Kobane is a small town in Syria on its border with Turkey. The ISIS cadres had entered Kobane when it first started operations. Kobane was a predominant town of the Kurds and was one of the first captured by ISIS cadres when they commenced operations. The Kurds in Kobane took on the ISIS fighters. It took a couple of weeks before the Kurds from Turkey managed to send reinforcements into Kobane. The Kurdish volunteers dug in and fought tooth and nail. The United States had by then started bombing ISIS camps in Kobane where they had established bases. Kurdish volunteers from Turkey crossed into Kobane and linked up with their brother Kurds in Kobane and took on the ISIS cadres there.

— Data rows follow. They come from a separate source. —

// Retriever module
// Embeds a query and pulls the top-k nearest passages from the store

#[cfg(test)]
mod tests;

use tracing::{debug, warn};

use crate::Result;
use crate::database::{ScoredPassage, VectorStore};
use crate::embeddings::OllamaClient;

/// Top-k passage retriever over the vector store. Holds the store and the
/// embedding client for the lifetime of the process.
pub struct Retriever {
    store: VectorStore,
    embedder: OllamaClient,
    top_k: usize,
}

impl Retriever {
    #[inline]
    pub fn new(store: VectorStore, embedder: OllamaClient, top_k: usize) -> Self {
        Self {
            store,
            embedder,
            // k is a small constant; zero would silently disable retrieval
            top_k: top_k.max(1),
        }
    }

    #[inline]
    pub fn top_k(&self) -> usize {
        self.top_k
    }

    #[inline]
    pub fn store(&self) -> &VectorStore {
        &self.store
    }

    /// Retrieve up to `top_k` passages most similar to the query, ordered
    /// descending by score. An empty collection yields an empty Vec, which
    /// callers treat as "no context available" rather than an error.
    #[inline]
    pub async fn retrieve(&self, query_en: &str) -> Result<Vec<ScoredPassage>> {
        debug!("Retrieving passages for query (length: {})", query_en.len());

        let query_vector = self.embedder.embed(query_en)?;
        let results = self.store.search_similar(&query_vector, self.top_k).await?;

        if results.is_empty() {
            warn!("No passages retrieved; answering without corpus context");
        } else {
            debug!(
                "Retrieved {} passages, top score {:.3}",
                results.len(),
                results[0].score
            );
        }

        Ok(results)
    }
}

Local Kurds in Kobane managed to send bearings of locations of the ISIS groups in Kobane which were relayed to United States aircraft and the ISIS locations in Kobane were bombed by the US aircraft. Kobane was recently cleared of the ISIS, street, by street by the Kurds. Buildings around Freedom Square in Kobane have vanished during months of shelling by United States aircraft, leaving snarls of steel and rubble. The ISIS finally retreated from Kobane, leaving virtually a ghost town. More than half the town was destroyed. But the ISIS was defeated on the ground.

The simple lesson from this hard grinding battle is that without boots on the ground we cannot defeat the ISIS. The saga of Kobane has to be repeated in Iraq, Syria, Libya, and Egypt until the ISIS is decimated from the face of the earth.